* _About this exercise_: Entries follow. Return each line that contains the word "MessageId".

* _Provided records_:
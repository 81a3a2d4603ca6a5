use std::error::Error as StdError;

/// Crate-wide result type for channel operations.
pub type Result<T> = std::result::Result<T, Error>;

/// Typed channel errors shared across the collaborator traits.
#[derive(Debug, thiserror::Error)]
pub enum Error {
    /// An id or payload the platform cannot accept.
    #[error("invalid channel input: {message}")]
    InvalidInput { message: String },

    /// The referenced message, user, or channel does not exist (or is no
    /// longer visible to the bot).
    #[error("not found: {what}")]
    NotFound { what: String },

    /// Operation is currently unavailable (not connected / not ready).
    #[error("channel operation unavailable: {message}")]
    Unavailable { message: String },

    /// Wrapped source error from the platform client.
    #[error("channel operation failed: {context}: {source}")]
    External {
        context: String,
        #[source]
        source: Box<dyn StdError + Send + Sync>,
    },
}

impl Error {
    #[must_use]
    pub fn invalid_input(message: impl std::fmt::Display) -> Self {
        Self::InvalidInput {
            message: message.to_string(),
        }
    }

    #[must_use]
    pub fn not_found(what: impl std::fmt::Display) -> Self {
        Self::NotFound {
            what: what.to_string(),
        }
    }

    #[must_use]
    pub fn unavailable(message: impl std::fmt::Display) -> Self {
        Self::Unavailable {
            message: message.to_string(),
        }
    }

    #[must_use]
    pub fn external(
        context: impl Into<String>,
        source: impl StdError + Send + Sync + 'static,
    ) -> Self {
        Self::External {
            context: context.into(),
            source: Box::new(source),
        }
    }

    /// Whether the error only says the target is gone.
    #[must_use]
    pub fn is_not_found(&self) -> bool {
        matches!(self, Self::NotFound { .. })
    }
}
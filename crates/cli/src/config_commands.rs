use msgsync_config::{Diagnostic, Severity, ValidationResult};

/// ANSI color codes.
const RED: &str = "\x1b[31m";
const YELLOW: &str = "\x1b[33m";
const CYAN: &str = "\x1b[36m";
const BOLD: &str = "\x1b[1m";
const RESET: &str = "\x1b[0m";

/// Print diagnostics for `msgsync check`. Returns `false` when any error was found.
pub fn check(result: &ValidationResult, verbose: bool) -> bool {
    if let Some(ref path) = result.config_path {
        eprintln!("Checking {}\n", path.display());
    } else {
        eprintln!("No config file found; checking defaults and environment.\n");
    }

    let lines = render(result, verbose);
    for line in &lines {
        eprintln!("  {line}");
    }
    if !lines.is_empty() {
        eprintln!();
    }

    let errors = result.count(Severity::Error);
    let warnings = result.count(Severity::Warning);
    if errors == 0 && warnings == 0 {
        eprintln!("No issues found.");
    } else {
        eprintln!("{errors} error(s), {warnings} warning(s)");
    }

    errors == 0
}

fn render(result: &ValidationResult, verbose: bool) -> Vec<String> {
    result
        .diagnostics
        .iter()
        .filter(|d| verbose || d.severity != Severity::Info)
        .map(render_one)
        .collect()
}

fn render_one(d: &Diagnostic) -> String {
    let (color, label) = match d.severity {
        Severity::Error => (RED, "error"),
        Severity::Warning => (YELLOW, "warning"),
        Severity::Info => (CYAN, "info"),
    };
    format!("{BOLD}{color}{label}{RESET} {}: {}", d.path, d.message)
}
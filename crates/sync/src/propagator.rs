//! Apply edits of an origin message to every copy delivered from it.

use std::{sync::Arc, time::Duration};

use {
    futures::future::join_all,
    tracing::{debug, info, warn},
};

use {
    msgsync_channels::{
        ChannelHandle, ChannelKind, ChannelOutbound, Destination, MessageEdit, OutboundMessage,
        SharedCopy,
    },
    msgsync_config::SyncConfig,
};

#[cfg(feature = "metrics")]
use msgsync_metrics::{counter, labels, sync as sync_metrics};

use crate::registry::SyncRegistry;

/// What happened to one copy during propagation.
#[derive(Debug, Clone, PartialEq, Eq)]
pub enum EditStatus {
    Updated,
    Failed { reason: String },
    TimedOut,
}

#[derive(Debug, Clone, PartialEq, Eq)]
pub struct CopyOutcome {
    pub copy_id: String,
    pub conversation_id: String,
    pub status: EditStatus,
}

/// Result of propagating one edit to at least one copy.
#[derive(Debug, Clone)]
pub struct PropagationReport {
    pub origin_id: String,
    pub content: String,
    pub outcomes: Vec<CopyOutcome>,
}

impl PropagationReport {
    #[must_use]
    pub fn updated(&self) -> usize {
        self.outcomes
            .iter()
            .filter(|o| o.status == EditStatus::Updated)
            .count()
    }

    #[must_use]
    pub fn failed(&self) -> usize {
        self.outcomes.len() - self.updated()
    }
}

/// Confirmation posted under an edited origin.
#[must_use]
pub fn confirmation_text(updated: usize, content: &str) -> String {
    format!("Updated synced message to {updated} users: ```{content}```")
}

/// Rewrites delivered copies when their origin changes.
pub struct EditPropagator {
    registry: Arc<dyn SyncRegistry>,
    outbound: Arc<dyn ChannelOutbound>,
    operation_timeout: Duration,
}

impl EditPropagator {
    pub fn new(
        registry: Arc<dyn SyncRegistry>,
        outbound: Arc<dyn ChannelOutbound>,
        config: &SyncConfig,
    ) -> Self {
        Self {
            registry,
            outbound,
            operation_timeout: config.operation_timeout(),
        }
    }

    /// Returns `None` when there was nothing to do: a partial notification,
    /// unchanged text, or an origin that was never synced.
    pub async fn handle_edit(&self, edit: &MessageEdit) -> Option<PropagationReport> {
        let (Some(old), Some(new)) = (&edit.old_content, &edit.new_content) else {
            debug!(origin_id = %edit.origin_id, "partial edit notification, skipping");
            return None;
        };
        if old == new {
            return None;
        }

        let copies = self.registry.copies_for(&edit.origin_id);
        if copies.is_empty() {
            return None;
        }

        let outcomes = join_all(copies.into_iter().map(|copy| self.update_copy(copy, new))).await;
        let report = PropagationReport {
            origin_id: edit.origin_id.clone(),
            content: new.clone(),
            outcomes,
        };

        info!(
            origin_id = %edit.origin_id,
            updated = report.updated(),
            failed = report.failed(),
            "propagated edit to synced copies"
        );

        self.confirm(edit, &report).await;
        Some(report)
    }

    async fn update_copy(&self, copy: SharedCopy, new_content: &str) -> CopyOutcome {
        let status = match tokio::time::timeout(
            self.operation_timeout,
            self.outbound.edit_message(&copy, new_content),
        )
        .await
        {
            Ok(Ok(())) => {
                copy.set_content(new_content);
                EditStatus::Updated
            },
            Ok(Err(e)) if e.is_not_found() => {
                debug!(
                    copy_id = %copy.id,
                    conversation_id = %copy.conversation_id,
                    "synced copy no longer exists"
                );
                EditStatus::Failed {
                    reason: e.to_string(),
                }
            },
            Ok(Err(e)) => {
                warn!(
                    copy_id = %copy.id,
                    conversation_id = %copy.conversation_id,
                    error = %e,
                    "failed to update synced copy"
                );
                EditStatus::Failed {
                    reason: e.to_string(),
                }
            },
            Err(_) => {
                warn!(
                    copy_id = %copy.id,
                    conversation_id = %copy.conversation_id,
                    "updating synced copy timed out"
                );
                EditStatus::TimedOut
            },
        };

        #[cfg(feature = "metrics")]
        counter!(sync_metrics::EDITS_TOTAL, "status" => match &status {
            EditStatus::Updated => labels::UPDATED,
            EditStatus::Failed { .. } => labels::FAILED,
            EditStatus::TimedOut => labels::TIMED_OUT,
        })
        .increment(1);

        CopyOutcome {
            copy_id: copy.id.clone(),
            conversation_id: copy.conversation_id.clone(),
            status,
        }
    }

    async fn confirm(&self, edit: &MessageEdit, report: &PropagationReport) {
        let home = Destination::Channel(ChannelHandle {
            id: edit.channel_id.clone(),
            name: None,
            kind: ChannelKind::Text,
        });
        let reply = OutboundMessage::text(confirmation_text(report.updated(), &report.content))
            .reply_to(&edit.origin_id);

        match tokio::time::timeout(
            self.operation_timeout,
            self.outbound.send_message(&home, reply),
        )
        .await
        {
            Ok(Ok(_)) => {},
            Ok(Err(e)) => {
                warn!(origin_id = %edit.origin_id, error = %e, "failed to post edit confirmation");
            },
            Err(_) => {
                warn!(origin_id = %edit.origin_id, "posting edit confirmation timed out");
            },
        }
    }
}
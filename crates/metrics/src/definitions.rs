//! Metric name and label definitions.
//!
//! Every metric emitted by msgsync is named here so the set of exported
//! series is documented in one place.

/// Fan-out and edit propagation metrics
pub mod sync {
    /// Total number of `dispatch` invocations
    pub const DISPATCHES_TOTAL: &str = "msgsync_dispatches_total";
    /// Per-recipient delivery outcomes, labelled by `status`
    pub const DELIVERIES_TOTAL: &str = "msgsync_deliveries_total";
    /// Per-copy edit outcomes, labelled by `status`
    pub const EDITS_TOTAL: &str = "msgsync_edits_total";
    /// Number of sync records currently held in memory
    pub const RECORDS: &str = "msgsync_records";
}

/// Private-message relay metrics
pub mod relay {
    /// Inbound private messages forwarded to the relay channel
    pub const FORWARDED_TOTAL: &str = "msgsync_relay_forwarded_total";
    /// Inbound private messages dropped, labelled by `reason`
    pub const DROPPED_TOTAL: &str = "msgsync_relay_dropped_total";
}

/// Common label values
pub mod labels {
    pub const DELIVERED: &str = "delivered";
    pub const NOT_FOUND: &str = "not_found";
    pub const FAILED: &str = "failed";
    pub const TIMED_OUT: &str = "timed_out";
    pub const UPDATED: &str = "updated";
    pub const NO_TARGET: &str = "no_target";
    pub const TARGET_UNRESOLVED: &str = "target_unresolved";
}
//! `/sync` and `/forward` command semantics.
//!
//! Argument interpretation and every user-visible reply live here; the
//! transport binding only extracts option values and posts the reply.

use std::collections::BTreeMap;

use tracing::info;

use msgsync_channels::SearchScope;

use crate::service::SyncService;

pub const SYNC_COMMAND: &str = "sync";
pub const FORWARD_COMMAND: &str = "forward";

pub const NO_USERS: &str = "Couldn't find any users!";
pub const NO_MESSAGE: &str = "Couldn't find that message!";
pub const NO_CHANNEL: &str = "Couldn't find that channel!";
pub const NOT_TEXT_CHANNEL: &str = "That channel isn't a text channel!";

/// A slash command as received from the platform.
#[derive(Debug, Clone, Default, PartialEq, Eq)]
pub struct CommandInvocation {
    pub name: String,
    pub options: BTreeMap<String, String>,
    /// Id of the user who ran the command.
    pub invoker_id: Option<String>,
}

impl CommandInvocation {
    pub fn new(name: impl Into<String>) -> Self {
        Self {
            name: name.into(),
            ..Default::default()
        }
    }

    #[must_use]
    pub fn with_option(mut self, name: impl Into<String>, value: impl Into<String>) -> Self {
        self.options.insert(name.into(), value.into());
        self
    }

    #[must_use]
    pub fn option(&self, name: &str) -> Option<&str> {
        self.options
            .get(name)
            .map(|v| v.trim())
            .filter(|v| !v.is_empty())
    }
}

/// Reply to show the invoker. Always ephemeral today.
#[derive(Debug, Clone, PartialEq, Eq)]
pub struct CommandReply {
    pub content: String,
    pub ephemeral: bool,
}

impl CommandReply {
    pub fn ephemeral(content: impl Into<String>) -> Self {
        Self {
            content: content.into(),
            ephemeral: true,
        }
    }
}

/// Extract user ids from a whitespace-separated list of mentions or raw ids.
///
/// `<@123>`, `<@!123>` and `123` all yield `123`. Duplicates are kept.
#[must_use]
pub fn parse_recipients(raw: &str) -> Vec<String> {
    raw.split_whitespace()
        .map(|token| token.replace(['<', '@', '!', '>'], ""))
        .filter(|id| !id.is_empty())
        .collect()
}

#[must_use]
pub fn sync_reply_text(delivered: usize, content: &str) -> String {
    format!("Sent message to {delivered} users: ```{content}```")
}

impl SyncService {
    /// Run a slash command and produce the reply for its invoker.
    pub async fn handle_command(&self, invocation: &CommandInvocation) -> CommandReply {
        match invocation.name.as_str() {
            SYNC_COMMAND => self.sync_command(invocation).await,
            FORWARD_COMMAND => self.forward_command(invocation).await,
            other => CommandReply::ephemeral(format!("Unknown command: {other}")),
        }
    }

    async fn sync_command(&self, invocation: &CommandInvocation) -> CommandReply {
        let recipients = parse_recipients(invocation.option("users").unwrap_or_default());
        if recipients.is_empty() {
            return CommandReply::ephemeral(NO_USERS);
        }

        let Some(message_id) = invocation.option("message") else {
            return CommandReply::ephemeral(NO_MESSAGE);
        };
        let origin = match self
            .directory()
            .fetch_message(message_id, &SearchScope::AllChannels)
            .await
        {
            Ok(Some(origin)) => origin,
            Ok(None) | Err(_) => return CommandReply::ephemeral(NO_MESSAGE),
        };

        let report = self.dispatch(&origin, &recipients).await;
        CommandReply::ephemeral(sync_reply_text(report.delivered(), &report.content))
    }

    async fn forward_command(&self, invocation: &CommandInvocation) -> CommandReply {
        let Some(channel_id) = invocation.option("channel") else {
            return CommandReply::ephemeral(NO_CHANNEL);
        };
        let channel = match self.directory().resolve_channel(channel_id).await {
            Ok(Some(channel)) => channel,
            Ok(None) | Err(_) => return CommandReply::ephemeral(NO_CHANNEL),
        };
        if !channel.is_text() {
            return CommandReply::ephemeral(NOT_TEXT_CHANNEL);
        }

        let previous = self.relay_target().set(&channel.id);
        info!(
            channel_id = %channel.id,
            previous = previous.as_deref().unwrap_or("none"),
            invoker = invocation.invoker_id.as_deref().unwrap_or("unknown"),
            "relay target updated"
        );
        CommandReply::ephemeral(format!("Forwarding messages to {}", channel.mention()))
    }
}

==

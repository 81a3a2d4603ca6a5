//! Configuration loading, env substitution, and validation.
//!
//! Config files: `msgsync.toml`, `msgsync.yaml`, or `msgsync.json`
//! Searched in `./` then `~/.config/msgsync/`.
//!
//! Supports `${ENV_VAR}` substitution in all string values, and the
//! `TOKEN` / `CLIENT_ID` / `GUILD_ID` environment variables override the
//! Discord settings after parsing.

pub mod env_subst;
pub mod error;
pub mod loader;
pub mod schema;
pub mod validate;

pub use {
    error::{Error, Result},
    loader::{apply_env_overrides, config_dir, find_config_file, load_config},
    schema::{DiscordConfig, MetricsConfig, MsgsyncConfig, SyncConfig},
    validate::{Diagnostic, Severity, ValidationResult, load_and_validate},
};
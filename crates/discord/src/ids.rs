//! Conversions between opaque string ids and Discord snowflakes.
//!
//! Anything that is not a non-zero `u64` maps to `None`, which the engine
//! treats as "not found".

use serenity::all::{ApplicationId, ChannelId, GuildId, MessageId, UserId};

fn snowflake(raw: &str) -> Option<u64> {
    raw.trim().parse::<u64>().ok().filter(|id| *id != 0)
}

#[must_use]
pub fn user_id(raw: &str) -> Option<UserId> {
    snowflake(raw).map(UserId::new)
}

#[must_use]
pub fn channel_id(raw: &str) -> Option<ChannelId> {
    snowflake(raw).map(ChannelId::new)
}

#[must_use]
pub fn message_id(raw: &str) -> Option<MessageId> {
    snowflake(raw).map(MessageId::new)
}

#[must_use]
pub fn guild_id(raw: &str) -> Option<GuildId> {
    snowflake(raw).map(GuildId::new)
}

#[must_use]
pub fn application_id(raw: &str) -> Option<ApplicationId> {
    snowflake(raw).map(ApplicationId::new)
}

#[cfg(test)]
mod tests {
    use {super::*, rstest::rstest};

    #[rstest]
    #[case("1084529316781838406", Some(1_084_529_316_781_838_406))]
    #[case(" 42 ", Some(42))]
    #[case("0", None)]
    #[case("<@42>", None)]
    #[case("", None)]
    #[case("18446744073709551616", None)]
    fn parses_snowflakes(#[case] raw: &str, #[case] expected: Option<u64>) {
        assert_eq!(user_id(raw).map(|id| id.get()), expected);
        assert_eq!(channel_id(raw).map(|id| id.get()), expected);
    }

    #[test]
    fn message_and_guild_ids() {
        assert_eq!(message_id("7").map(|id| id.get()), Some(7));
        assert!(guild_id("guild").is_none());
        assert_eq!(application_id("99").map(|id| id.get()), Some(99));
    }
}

...

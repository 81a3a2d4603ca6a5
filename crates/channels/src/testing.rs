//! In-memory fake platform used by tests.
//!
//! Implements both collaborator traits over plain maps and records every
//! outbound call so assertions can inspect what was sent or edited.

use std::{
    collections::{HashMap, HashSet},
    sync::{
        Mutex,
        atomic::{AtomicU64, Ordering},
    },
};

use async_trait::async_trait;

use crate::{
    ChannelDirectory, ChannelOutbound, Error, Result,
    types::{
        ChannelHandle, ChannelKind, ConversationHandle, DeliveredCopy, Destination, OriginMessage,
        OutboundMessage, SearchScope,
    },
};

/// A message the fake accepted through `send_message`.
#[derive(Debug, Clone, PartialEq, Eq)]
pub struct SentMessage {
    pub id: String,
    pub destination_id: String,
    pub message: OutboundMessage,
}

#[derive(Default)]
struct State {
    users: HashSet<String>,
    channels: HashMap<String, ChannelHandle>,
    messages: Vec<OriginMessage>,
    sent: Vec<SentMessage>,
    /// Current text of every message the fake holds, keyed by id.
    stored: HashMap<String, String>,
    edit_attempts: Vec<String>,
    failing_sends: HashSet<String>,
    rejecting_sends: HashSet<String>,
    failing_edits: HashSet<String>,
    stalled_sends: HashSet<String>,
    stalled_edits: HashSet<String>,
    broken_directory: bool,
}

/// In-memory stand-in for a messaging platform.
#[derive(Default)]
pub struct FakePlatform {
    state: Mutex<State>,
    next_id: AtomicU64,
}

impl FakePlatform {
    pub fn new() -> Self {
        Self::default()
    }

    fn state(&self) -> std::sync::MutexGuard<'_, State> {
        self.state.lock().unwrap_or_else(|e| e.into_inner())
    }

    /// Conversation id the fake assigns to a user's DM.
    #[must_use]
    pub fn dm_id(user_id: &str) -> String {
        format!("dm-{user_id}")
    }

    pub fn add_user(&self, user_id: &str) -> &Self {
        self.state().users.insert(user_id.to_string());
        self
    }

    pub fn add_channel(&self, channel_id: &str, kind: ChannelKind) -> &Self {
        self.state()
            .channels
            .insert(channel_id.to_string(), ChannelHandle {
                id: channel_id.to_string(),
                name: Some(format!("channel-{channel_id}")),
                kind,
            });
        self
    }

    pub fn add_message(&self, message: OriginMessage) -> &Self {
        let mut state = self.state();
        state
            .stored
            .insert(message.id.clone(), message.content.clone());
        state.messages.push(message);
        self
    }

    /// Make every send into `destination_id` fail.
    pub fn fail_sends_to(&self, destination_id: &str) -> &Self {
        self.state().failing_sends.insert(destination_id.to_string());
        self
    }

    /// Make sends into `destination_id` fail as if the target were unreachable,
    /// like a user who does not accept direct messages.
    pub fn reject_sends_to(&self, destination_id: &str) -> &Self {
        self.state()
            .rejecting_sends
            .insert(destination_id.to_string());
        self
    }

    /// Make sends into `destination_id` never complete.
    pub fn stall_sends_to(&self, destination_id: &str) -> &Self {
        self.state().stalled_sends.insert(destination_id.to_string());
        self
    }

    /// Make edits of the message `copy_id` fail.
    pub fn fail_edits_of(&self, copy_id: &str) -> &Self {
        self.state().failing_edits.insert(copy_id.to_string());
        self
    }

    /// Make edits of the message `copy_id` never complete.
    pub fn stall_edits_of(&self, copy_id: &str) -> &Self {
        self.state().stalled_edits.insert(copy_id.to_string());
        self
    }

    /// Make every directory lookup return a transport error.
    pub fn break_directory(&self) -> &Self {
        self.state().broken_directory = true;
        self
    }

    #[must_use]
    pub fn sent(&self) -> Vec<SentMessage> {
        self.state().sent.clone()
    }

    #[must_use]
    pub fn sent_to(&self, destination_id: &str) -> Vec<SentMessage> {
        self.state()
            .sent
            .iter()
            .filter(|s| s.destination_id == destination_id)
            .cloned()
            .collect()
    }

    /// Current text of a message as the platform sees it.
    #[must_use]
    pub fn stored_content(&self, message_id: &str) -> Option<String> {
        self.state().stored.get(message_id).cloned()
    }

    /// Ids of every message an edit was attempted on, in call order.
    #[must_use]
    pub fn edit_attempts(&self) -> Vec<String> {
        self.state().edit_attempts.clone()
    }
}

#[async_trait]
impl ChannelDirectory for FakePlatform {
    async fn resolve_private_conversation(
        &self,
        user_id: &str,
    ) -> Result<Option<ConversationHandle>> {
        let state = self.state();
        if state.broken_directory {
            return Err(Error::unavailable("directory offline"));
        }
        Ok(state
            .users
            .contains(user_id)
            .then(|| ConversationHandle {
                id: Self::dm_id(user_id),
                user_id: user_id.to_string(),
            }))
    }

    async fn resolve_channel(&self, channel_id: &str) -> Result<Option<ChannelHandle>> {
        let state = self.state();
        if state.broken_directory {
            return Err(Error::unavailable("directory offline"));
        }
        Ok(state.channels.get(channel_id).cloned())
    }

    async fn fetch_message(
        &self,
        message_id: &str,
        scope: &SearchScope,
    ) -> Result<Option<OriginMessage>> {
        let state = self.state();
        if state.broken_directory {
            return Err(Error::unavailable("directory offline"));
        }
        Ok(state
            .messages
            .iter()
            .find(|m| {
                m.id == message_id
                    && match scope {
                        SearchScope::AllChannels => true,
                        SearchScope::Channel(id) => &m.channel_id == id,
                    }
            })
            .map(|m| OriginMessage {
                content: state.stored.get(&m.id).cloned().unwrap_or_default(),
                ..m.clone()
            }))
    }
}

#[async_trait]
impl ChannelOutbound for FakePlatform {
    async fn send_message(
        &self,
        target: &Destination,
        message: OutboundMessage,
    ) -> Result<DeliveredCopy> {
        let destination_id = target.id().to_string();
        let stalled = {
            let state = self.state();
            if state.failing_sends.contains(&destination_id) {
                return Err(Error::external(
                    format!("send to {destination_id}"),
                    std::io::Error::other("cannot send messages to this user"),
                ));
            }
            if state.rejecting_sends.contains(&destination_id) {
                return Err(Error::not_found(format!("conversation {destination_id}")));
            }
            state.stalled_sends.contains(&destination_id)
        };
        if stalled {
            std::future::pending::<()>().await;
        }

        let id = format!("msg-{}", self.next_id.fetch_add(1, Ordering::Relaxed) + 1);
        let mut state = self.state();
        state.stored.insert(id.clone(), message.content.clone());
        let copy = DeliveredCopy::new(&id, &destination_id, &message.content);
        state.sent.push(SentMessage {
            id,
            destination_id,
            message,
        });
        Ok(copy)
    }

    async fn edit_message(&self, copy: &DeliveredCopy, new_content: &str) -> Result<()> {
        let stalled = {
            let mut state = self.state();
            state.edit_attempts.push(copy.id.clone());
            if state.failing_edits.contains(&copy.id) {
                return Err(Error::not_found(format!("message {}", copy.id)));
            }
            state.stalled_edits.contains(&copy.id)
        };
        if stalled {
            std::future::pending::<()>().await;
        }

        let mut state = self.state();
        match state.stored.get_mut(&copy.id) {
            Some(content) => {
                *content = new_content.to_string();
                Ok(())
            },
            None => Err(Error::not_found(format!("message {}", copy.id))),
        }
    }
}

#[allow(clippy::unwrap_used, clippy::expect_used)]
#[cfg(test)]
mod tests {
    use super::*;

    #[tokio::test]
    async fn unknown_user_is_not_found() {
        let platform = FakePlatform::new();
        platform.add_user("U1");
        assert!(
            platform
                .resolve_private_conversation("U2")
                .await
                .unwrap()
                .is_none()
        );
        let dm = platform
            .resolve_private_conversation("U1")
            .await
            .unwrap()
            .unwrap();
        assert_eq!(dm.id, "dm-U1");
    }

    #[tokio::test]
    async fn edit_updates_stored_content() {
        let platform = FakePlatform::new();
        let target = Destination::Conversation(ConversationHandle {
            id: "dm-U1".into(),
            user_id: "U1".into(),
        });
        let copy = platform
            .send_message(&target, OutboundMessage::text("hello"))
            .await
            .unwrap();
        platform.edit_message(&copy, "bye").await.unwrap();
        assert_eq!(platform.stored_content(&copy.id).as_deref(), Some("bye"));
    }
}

* _Answer to this task_:
use serenity::all::{ApplicationId, ChannelId, GuildId, MessageId, UserId};
pub fn message_id(raw: &str) -> Option<MessageId> {
    snowflake(raw).map(MessageId::new)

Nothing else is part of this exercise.